Vitamin D and vascular calcification in chronic kidney disease

Mariano Rodriguez, Julio Manuel Martinez-Moreno, M Encarnación Rodríguez-Ortiz, Juan R Muñoz-Castañeda, Yolanda Almaden
Kidney & Blood Pressure Research 2011, 34 (4): 261-8
Vascular calcification is common in patients with chronic kidney disease (CKD) and contributes to the increased rate of cardiovascular morbidity and mortality. The mechanisms regulating vascular calcification are under investigation; it is accepted that vascular calcification is an active and complex process involving many factors that promote or inhibit calcification. Vascular smooth muscle cells undergo transformation into osteogenic cells. This transformation is being stimulated by high phosphate, and more recently the role of the calcium phosphate nanocrystals has gained attention.

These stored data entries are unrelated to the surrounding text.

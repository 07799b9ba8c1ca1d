//! Read-only invariant report over a loaded warehouse.
use crate::tables::*;
use crate::*;

/// One measurement taken by [`Check::report`].
#[derive(Debug, Clone, Copy, PartialEq, Eq)]
pub enum Probe {
    /// Row count of a table.
    Rows(&'static str),
    /// Rows sharing a natural key with another row.
    Duplicates(&'static str, &'static str),
    /// Facts missing a required column.
    Incomplete,
    /// Song-play events that produced no fact, usually for want of an
    /// exact (title, artist) match in staging_songs. Expected to be nonzero.
    Unmatched,
}

impl Probe {
    pub fn all() -> Vec<Self> {
        vec![
            Self::Rows(STAGING_EVENTS),
            Self::Rows(STAGING_SONGS),
            Self::Rows(SONGPLAYS),
            Self::Rows(USERS),
            Self::Rows(SONGS),
            Self::Rows(ARTISTS),
            Self::Rows(TIME),
            Self::duplicates::<Users>(),
            Self::duplicates::<Songs>(),
            Self::duplicates::<Artists>(),
            Self::duplicates::<Time>(),
            Self::Incomplete,
            Self::Unmatched,
        ]
    }
    fn duplicates<T: Derive>() -> Self {
        Self::Duplicates(T::name(), T::key())
    }
    pub fn table(&self) -> &'static str {
        match self {
            Self::Rows(t) | Self::Duplicates(t, _) => *t,
            Self::Incomplete => SONGPLAYS,
            Self::Unmatched => STAGING_EVENTS,
        }
    }
    /// Whether a nonzero measurement means the load is broken.
    pub fn is_invariant(&self) -> bool {
        matches!(self, Self::Duplicates(..) | Self::Incomplete)
    }
    pub fn label(&self) -> &'static str {
        match self {
            Self::Rows(_) => "rows",
            Self::Duplicates(..) => "duplicate keys",
            Self::Incomplete => "incomplete facts",
            Self::Unmatched => "unmatched plays",
        }
    }
    pub fn statement(&self) -> Statement {
        let sql = match self {
            Self::Rows(t) => format!("SELECT COUNT(*) FROM {};", t),
            Self::Duplicates(t, key) => {
                format!("SELECT COUNT(*) - COUNT(DISTINCT {}) FROM {};", key, t)
            }
            Self::Incomplete => format!(
                "SELECT COUNT(*) FROM {} \
                 WHERE start_time IS NULL OR user_id IS NULL OR level IS NULL;",
                SONGPLAYS
            ),
            Self::Unmatched => format!(
                "SELECT COUNT(*) FROM {s} AS event \
                 WHERE event.page = '{p}' \
                 AND event.ts IS NOT NULL \
                 AND event.userId IS NOT NULL \
                 AND event.level IS NOT NULL \
                 AND NOT EXISTS (\
                 SELECT 1 FROM {f} AS play \
                 WHERE play.start_time = event.ts \
                 AND play.user_id = event.userId);",
                s = STAGING_EVENTS,
                f = SONGPLAYS,
                p = NEXT_SONG
            ),
        };
        Statement::new(Verb::Check, self.table(), sql)
    }
}

/// Measurements from one [`Check::report`] run, in probe order.
#[derive(Debug, Clone, Default, PartialEq, Eq)]
pub struct Report(Vec<(Probe, i64)>);

impl Report {
    pub fn measurements(&self) -> &[(Probe, i64)] {
        &self.0
    }
    pub fn get(&self, probe: Probe) -> Option<i64> {
        self.0.iter().find(|(p, _)| *p == probe).map(|(_, n)| *n)
    }
    /// Invariant probes that measured anything but zero.
    pub fn violations(&self) -> Vec<(Probe, i64)> {
        self.0
            .iter()
            .copied()
            .filter(|(p, n)| p.is_invariant() && *n != 0)
            .collect()
    }
    pub fn is_healthy(&self) -> bool {
        self.violations().is_empty()
    }
    pub fn log(&self) {
        fn commas(n: i64) -> String {
            let digits = n.unsigned_abs().to_string();
            let grouped = digits
                .as_bytes()
                .rchunks(3)
                .rev()
                .map(|c| String::from_utf8_lossy(c).into_owned())
                .collect::<Vec<_>>()
                .join(",");
            if n < 0 { format!("-{}", grouped) } else { grouped }
        }
        log::info!("┌────────────────┬──────────────────┬───────────────┐");
        log::info!("│ Table          │ Measure          │         Value │");
        log::info!("├────────────────┼──────────────────┼───────────────┤");
        for (probe, n) in self.0.iter() {
            let mark = if probe.is_invariant() && *n != 0 { "✗" } else { " " };
            log::info!(
                "│ {:<14} │ {:<16} │ {:>12}{}│",
                probe.table(),
                probe.label(),
                commas(*n),
                mark
            );
        }
        log::info!("└────────────────┴──────────────────┴───────────────┘");
    }
}

/// Check measures a loaded warehouse without modifying it.
#[async_trait::async_trait]
pub trait Check: Warehouse {
    async fn measure(&self, probe: Probe) -> Result<i64, Error> {
        let statement = probe.statement();
        log::debug!("{}", statement.sql());
        self.count(statement.sql())
            .await
            .map_err(|e| Error::statement(&statement, e))
    }
    async fn report(&self) -> Result<Report, Error> {
        let mut measurements = Vec::new();
        for probe in Probe::all() {
            measurements.push((probe, self.measure(probe).await?));
        }
        Ok(Report(measurements))
    }
}

impl<W> Check for W where W: Warehouse {}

Experimental models of uremia and in vitro studies have shown that an excess of calcitriol accelerates vascular calcification. However, observational studies suggest that vitamin D provides a survival advantage for patients with CKD. Experimental work shows that for similar serum concentrations of calcium and phosphate paricalcitol produces less vascular calcification than calcitriol suggesting a differential effect at the cellular level. Important issues regarding the role of vitamin D compounds on vascular calcification will be commented in this review.